The Foreign Secretary, Jeremy Hunt, who says that post-Brexit Britain should learn from Singapore’s “dynamism” and “vitality”, is not the first British politician to look to our former colony for inspiration. The Labour cabinets of the 1960s and 1970s were besotted with Lee Kuan Yew, Singapore’s first prime minister, who stayed in office for 31 years and made his country what it is today. A Cambridge University graduate who canvassed for Labour in the 1950 general election, he was regarded as a model social democrat. Harold Wilson described him as “one of us”, George Brown (Labour’s foreign secretary in the late 1960s) as “the best bloody Englishman east of Suez”.

On Lee’s death in 2015, the former Labour MP Tam Dalyell recalled that “LKY mesmerised senior members of the Labour cabinet” and that no invited speaker – not even Oliver Tambo, the anti-apartheid leader in South Africa – ever transfixed a Labour party conference as Lee did in 1968.
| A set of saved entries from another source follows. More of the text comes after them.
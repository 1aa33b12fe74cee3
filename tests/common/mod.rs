//! In-process SCADA endpoint for integration tests

#![allow(dead_code)]

use futures_util::{SinkExt, StreamExt};
use serde_json::{json, Value};
use std::net::SocketAddr;
use std::path::Path;
use std::sync::atomic::{AtomicUsize, Ordering};
use std::sync::{Arc, Mutex};
use std::time::Duration;
use tokio::net::{TcpListener, TcpStream};
use tokio_tungstenite::accept_async;
use tokio_tungstenite::tungstenite::protocol::Message;

use scada_gateway::{
    cache::CacheStore,
    capture::{CaptureSink, NullCapture},
    correlator::Correlator,
    credentials::CredentialStore,
    Gateway, Session, Timeouts,
};

pub const CHALLENGE: &str = "=100; +50; -20; *2; /3; Bitti";
pub const CHALLENGE_ANSWER: i64 = 86;
pub const NODE_ID: u64 = 5;
pub const DEVICE_ID: u64 = 9;

#[derive(Debug, Clone, Default)]
pub struct MockOptions {
    /// Delay before answering a login
    pub login_delay: Duration,
    /// Answer logins without a session identity
    pub reject_login: bool,
    /// Send a duplicate-logon warning right after the challenge
    pub duplicate_logon: bool,
    /// Delay before answering a device dump
    pub dump_delay: Duration,
    /// Answer only this many device list requests
    pub device_list_answers: Option<usize>,
    /// Report nodes without devices
    pub empty_device_list: bool,
}

struct MockState {
    options: MockOptions,
    connections: AtomicUsize,
    logins: AtomicUsize,
    device_lists: AtomicUsize,
    requests: Mutex<Vec<Value>>,
}

pub struct MockScada {
    addr: SocketAddr,
    state: Arc<MockState>,
}

impl MockScada {
    pub async fn start(options: MockOptions) -> Self {
        let listener = TcpListener::bind("127.0.0.1:0").await.unwrap();
        let addr = listener.local_addr().unwrap();
        let state = Arc::new(MockState {
            options,
            connections: AtomicUsize::new(0),
            logins: AtomicUsize::new(0),
            device_lists: AtomicUsize::new(0),
            requests: Mutex::new(Vec::new()),
        });

        let accept_state = Arc::clone(&state);
        tokio::spawn(async move {
            while let Ok((stream, _)) = listener.accept().await {
                tokio::spawn(serve_client(stream, Arc::clone(&accept_state)));
            }
        });

        Self { addr, state }
    }

    pub fn url(&self) -> String {
        format!("ws://{}", self.addr)
    }

    pub fn connections(&self) -> usize {
        self.state.connections.load(Ordering::SeqCst)
    }

    pub fn logins(&self) -> usize {
        self.state.logins.load(Ordering::SeqCst)
    }

    /// Requests received with the given discriminator, in arrival order
    pub fn requests_of(&self, kind: &str) -> Vec<Value> {
        self.state
            .requests
            .lock()
            .unwrap()
            .iter()
            .filter(|r| r["Request"] == kind)
            .cloned()
            .collect()
    }
}

pub fn device_dump() -> Value {
    json!({
        "VALUE": [
            {"A": 293, "N": "Supply temp", "V": 71.5, "U": "C"},
            {"A": 274, "N": "Pressure", "V": 2.1, "U": "bar"},
            {"A": 12, "N": "", "V": 0}
        ],
        "EXTRA": {"Alarm": {"code": 3}, "Leds": [1, 0]}
    })
}

fn text(value: Value) -> Message {
    Message::Text(value.to_string())
}

async fn serve_client(stream: TcpStream, state: Arc<MockState>) {
    let Ok(mut ws) = accept_async(stream).await else {
        return;
    };
    state.connections.fetch_add(1, Ordering::SeqCst);

    if ws
        .send(text(json!({"Request": "usr_fedai", "fedai": CHALLENGE})))
        .await
        .is_err()
    {
        return;
    }
    if state.options.duplicate_logon {
        let _ = ws
            .send(text(json!({
                "Request": "user_warn",
                "ErrCode": -1010,
                "ErrText": "Multiple Logon Error"
            })))
            .await;
    }

    while let Some(Ok(msg)) = ws.next().await {
        let raw = match msg {
            Message::Text(raw) => raw,
            Message::Close(_) => break,
            _ => continue,
        };
        let Ok(request) = serde_json::from_str::<Value>(&raw) else {
            continue;
        };
        state.requests.lock().unwrap().push(request.clone());

        let kind = request["Request"].as_str().unwrap_or_default().to_string();
        let reply = match kind.as_str() {
            "usr_login" => {
                state.logins.fetch_add(1, Ordering::SeqCst);
                tokio::time::sleep(state.options.login_delay).await;
                if !state.options.reject_login && request["RndNum"] == CHALLENGE_ANSWER {
                    json!({"Request": "usr_login", "UsrIdt": 42})
                } else {
                    json!({"Request": "usr_login"})
                }
            }
            "node_list" => json!({
                "Request": "node_list",
                "NodeList": [{"id": NODE_ID, "name": "Boiler house"}]
            }),
            "devx_list" => {
                let answered = state.device_lists.fetch_add(1, Ordering::SeqCst);
                if state.options.device_list_answers.is_some_and(|n| answered >= n) {
                    continue;
                }
                let devices = if state.options.empty_device_list {
                    json!([])
                } else {
                    json!([{"did": DEVICE_ID, "name": "Controller", "Node": NODE_ID}])
                };
                json!({"Request": "devx_list", "DevxList": devices})
            }
            "devx_pump" => {
                let _ = ws.send(Message::Binary(vec![0xCA, 0xFE])).await;
                continue;
            }
            "dump_devm" => {
                tokio::time::sleep(state.options.dump_delay).await;
                let mut dump = device_dump();
                dump["did"] = request["did"].clone();
                json!({"Request": "dump_devm", "MSG": dump})
            }
            "bye" => {
                let _ = ws.close(None).await;
                break;
            }
            _ => json!({"Request": kind, "echo": request}),
        };

        if ws.send(text(reply)).await.is_err() {
            break;
        }
    }
}

/// Write a credentials file and build the session around it
pub fn build_session(
    dir: &Path,
    url: &str,
    node_id: Option<u64>,
    did: Option<u64>,
    capture: Arc<dyn CaptureSink>,
) -> Arc<Session> {
    build_session_with_ttl(dir, url, node_id, did, capture, None)
}

pub fn build_session_with_ttl(
    dir: &Path,
    url: &str,
    node_id: Option<u64>,
    did: Option<u64>,
    capture: Arc<dyn CaptureSink>,
    ttl: Option<Duration>,
) -> Arc<Session> {
    let path = dir.join("config.json");
    let record = json!({
        "ws_url": url,
        "login": "operator",
        "password": "secret",
        "node_id": node_id.map(Value::from).unwrap_or(json!("")),
        "did": did.map(Value::from).unwrap_or(json!("")),
    });
    std::fs::write(&path, record.to_string()).unwrap();

    let credentials = Arc::new(CredentialStore::load(&path).unwrap());
    let store = Arc::new(CacheStore::open(dir.join("data"), ttl).unwrap());
    Arc::new(Session::new(
        credentials,
        store,
        Arc::new(Correlator::new()),
        capture,
        Duration::from_secs(5),
    ))
}

pub fn build_gateway(
    dir: &Path,
    url: &str,
    node_id: Option<u64>,
    did: Option<u64>,
    timeouts: Timeouts,
) -> Arc<Gateway> {
    build_gateway_with_ttl(dir, url, node_id, did, timeouts, None)
}

pub fn build_gateway_with_ttl(
    dir: &Path,
    url: &str,
    node_id: Option<u64>,
    did: Option<u64>,
    timeouts: Timeouts,
    ttl: Option<Duration>,
) -> Arc<Gateway> {
    let session = build_session_with_ttl(dir, url, node_id, did, Arc::new(NullCapture), ttl);
    Arc::new(Gateway::new(session, timeouts))
}

/// Gateway for the default node and device of the mock
pub fn mock_gateway(dir: &Path, mock: &MockScada) -> Arc<Gateway> {
    build_gateway(dir, &mock.url(), Some(NODE_ID), Some(DEVICE_ID), fast_timeouts())
}

/// Short budgets so failing paths finish quickly
pub fn fast_timeouts() -> Timeouts {
    Timeouts {
        challenge: Duration::from_secs(2),
        login: Duration::from_secs(2),
        node_list: Duration::from_secs(2),
        device_list: Duration::from_secs(2),
        request: Duration::from_secs(2),
        restart_delay: Duration::from_millis(50),
    }
}

/// Poll `check` until it holds or five seconds pass
pub async fn eventually(mut check: impl FnMut() -> bool) -> bool {
    for _ in 0..500 {
        if check() {
            return true;
        }
        tokio::time::sleep(Duration::from_millis(10)).await;
    }
    check()
}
In reality, Lee was never much of a socialist, still less a democrat. He embraced low taxation, rejected state-funded welfare as too expensive and inimical to enterprise, and locked up Marxist opponents. He once admitted that he had more than 100 political detainees “against whom we are unable to prove anything in a court of law”. By then, Margaret Thatcher had taken over as Lee’s cheerleader. She proclaimed in 1985 that she admired him above any other world leader “for the strength of his convictions, the clarity of his views… and for his vision of the way ahead”. Ever since, Singapore has been the right’s favourite country.

One size fits all

I deliberately refrained in the above item from mentioning Singapore’s small population (5.8 million) which, some of Hunt’s critics say, makes it an inappropriate model for the UK (population 66.6 million). The same could be said of the Scandinavian social democracies that we lefties so often praise: Norway, Finland and Denmark all have smaller populations than Singapore while Sweden has only just over four million more. Britain is a country of medium size which often deludes itself that it’s a big country, but strangely seems also to dream of being a plucky minnow.

Demonic Dominic

Before Dominic Cummings became campaign director of Vote Leave – where, according to Benedict Cumberbatch’s portrayal in Channel 4’s Brexit: the Uncivil War, his demonic genius secured victory in 2016 – he worked for Michael Gove at the Department for Education. It was largely thanks to him that most secondary schools were converted into privately run academies (leading to no discernible improvement in pupil performance) and GCSEs made so eye-wateringly difficult that fee-charging schools now opt for easier alternatives.

I once asked to interview Cummings but he replied that “im afraid… my life is boring other than the bits i won’t talk about” (sic: punctuation is for lesser mortals). I continued to follow his blog, which, though he is now 47, reads as though it were written by a 19-year-old student trying to impress his tutors with how widely he has been reading.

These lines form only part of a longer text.